Goal of the exercise = Please copy each line below that contains the string "iter".

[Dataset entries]
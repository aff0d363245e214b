//! Bounded-concurrency chunk dispatch.
//!
//! Chunks are dispatched in ascending index order with at most
//! `max_in_flight` transfers outstanding, never more than 3. Each chunk retries on its own;
//! the first chunk to exhaust its retries aborts everything still running.

use std::collections::HashMap;
use std::sync::Arc;

use promethium_protocol::MAX_IN_FLIGHT_CHUNKS;
use promethium_transfer::{ByteSource, ChunkDescriptor, ChunkPlan, ChunkTracker};
use tokio::sync::{Semaphore, mpsc};
use tokio::task::JoinSet;
use tokio_util::sync::CancellationToken;
use tracing::{Instrument, debug, error, info_span};

use crate::api::UploadApi;
use crate::error::{ChunkFailure, TransportError, UploadError};
use crate::retry::{RetryExhausted, RetryPolicy};
use crate::types::{UploadEvent, UploadSession};

type ChunkResult = Result<(), RetryExhausted<ChunkFailure>>;

/// Sends every chunk of `plan`, emitting a progress event per acknowledgement.
pub(crate) struct ChunkScheduler {
    pub api: Arc<dyn UploadApi>,
    pub source: Arc<dyn ByteSource>,
    pub max_in_flight: usize,
    pub retry: RetryPolicy,
    pub cancel: CancellationToken,
}

impl ChunkScheduler {
    pub async fn run(
        &self,
        session: &UploadSession,
        plan: &ChunkPlan,
        events: &mpsc::Sender<UploadEvent>,
    ) -> Result<(), UploadError> {
        let total = plan.total_chunks();
        let permits = self.max_in_flight.clamp(1, MAX_IN_FLIGHT_CHUNKS);
        let semaphore = Arc::new(Semaphore::new(permits));
        let mut tracker = ChunkTracker::new(total);
        let mut tasks: JoinSet<ChunkResult> = JoinSet::new();
        let mut task_chunks = HashMap::new();
        let mut next = 0;

        loop {
            if self.cancel.is_cancelled() {
                tasks.abort_all();
                return Err(UploadError::Cancelled);
            }

            // Fill free slots in ascending order.
            while next < total {
                let Ok(permit) = semaphore.clone().try_acquire_owned() else {
                    break;
                };
                let Some(chunk) = plan.get(next) else {
                    break;
                };
                tracker.mark_in_flight(next);
                let fut = self.send_chunk(session.upload_id.clone(), chunk);
                let span = info_span!("chunk", upload_id = %session.upload_id, chunk = next);
                let handle = tasks.spawn(
                    async move {
                        let _permit = permit;
                        fut.await
                    }
                    .instrument(span),
                );
                task_chunks.insert(handle.id(), next);
                next += 1;
            }

            let joined = tokio::select! {
                biased;
                _ = self.cancel.cancelled() => {
                    tasks.abort_all();
                    return Err(UploadError::Cancelled);
                }
                joined = tasks.join_next_with_id() => joined,
            };
            let Some(joined) = joined else {
                break;
            };

            let (index, result) = match joined {
                Ok((id, result)) => (task_chunks.remove(&id).unwrap_or_default(), result),
                Err(e) => {
                    let index = task_chunks.remove(&e.id()).unwrap_or_default();
                    let failure = ChunkFailure::Transport(TransportError::Task(e.to_string()));
                    (
                        index,
                        Err(RetryExhausted {
                            attempts: 1,
                            error: failure,
                        }),
                    )
                }
            };

            match result {
                Ok(()) => {
                    if tracker.acknowledge(index) {
                        let percentage = tracker.percentage();
                        debug!(
                            upload_id = %session.upload_id,
                            chunk = index,
                            acknowledged = tracker.acknowledged(),
                            total_chunks = total,
                            percentage,
                            "chunk acknowledged"
                        );
                        let event = UploadEvent::Progress {
                            percentage,
                            acknowledged: tracker.acknowledged(),
                            total_chunks: total,
                        };
                        // A stalled consumer must not block cancellation.
                        tokio::select! {
                            biased;
                            _ = self.cancel.cancelled() => {
                                tasks.abort_all();
                                return Err(UploadError::Cancelled);
                            }
                            _ = events.send(event) => {}
                        }
                    }
                }
                Err(RetryExhausted { attempts, error: e }) => {
                    tracker.mark_failed(index);
                    error!(
                        upload_id = %session.upload_id,
                        chunk = index,
                        attempts,
                        error = %e,
                        "chunk failed, aborting upload"
                    );
                    tasks.abort_all();
                    return Err(UploadError::ChunkTransfer {
                        index,
                        attempts,
                        source: e,
                    });
                }
            }
        }

        debug_assert!(tracker.is_complete());
        Ok(())
    }

    fn send_chunk(
        &self,
        upload_id: String,
        chunk: ChunkDescriptor,
    ) -> impl Future<Output = ChunkResult> + Send + 'static {
        let api = Arc::clone(&self.api);
        let source = Arc::clone(&self.source);
        let retry = self.retry.clone();

        async move {
            retry
                .run(|_attempt| {
                    let api = Arc::clone(&api);
                    let source = Arc::clone(&source);
                    let upload_id = upload_id.clone();
                    let chunk = chunk.clone();
                    async move {
                        let data = source.read_range(chunk.range.clone()).await?;
                        api.upload_chunk(&upload_id, chunk.index, data).await?;
                        Ok::<(), ChunkFailure>(())
                    }
                })
                .await
        }
    }
}

#[cfg(test)]
mod tests {
    use super::*;
    use crate::api::mock::MockApi;
    use promethium_transfer::MemorySource;
    use std::time::Duration;

    fn scheduler(api: Arc<MockApi>, len: usize) -> ChunkScheduler {
        ChunkScheduler {
            api,
            source: Arc::new(MemorySource::new("a.sac", vec![1u8; len])),
            max_in_flight: 3,
            retry: RetryPolicy::immediate(),
            cancel: CancellationToken::new(),
        }
    }

    fn session(total_chunks: usize) -> UploadSession {
        UploadSession {
            upload_id: "up-1".into(),
            chunk_size: 10,
            total_chunks,
        }
    }

    fn drain(rx: &mut mpsc::Receiver<UploadEvent>) -> Vec<UploadEvent> {
        let mut events = Vec::new();
        while let Ok(event) = rx.try_recv() {
            events.push(event);
        }
        events
    }

    #[tokio::test(start_paused = true)]
    async fn sends_all_chunks_in_order_with_bounded_concurrency() {
        let api = Arc::new(MockApi::new(10));
        let sched = scheduler(api.clone(), 95);
        let plan = ChunkPlan::new(95, 10).unwrap();
        let (tx, mut rx) = mpsc::channel(256);

        sched.run(&session(10), &plan, &tx).await.unwrap();

        let attempts = api.attempts.lock().unwrap().clone();
        assert_eq!(attempts, (0..10).collect::<Vec<_>>());
        assert_eq!(api.max_in_flight.load(std::sync::atomic::Ordering::SeqCst), 3);

        let sizes: usize = api.acknowledged.lock().unwrap().iter().map(|(_, n)| n).sum();
        assert_eq!(sizes, 95);

        let events = drain(&mut rx);
        assert_eq!(events.len(), 10);
        let last = events.last().unwrap();
        assert_eq!(last.percentage(), 99);
    }

    #[tokio::test(start_paused = true)]
    async fn configured_concurrency_is_clamped_to_three() {
        let api = Arc::new(MockApi::new(10));
        let mut sched = scheduler(api.clone(), 200);
        sched.max_in_flight = 8;
        let plan = ChunkPlan::new(200, 10).unwrap();
        let (tx, _rx) = mpsc::channel(256);

        sched.run(&session(20), &plan, &tx).await.unwrap();
        assert_eq!(api.total_attempts(), 20);
        assert_eq!(api.max_in_flight.load(std::sync::atomic::Ordering::SeqCst), 3);
    }

    #[tokio::test(start_paused = true)]
    async fn cancellation_with_full_event_channel() {
        let api = Arc::new(MockApi::new(1));
        let sched = scheduler(api.clone(), 50);
        let cancel = sched.cancel.clone();
        let plan = ChunkPlan::new(50, 1).unwrap();
        // Receiver held but never read.
        let (tx, _rx) = mpsc::channel(4);

        tokio::spawn(async move {
            tokio::time::sleep(Duration::from_secs(60)).await;
            cancel.cancel();
        });

        let result = tokio::time::timeout(
            Duration::from_secs(3600),
            sched.run(&session(50), &plan, &tx),
        )
        .await
        .expect("scheduler stayed blocked after cancellation");
        assert!(matches!(result, Err(UploadError::Cancelled)));
        assert!(api.acknowledged.lock().unwrap().len() < 50);
    }

    #[tokio::test(start_paused = true)]
    async fn exhausted_chunk_aborts_remaining() {
        let api = Arc::new(MockApi::new(10).fail_chunk(1, 10));
        let sched = scheduler(api.clone(), 100);
        let plan = ChunkPlan::new(100, 10).unwrap();
        let (tx, _rx) = mpsc::channel(256);

        let err = sched.run(&session(10), &plan, &tx).await.unwrap_err();
        assert!(matches!(
            err,
            UploadError::ChunkTransfer {
                index: 1,
                attempts: 4,
                ..
            }
        ));
        assert_eq!(api.attempts_for(1), 4);
        assert!(!api.acknowledged.lock().unwrap().iter().any(|(i, _)| *i == 1));
    }

    #[tokio::test(start_paused = true)]
    async fn cancellation_stops_dispatch() {
        let api = Arc::new(MockApi::new(10).delay_chunk(0, Duration::from_secs(60)));
        let sched = scheduler(api.clone(), 100);
        let cancel = sched.cancel.clone();
        let plan = ChunkPlan::new(100, 10).unwrap();
        let (tx, _rx) = mpsc::channel(256);

        tokio::spawn(async move {
            tokio::time::sleep(Duration::from_secs(1)).await;
            cancel.cancel();
        });

        let err = sched.run(&session(10), &plan, &tx).await.unwrap_err();
        assert!(matches!(err, UploadError::Cancelled));
        assert!(!api.acknowledged.lock().unwrap().iter().any(|(i, _)| *i == 0));
    }
}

Your response =
        let sizes: usize = api.acknowledged.lock().unwrap().iter().map(|(_, n)| n).sum();
        assert!(!api.acknowledged.lock().unwrap().iter().any(|(i, _)| *i == 1));
        assert!(!api.acknowledged.lock().unwrap().iter().any(|(i, _)| *i == 0));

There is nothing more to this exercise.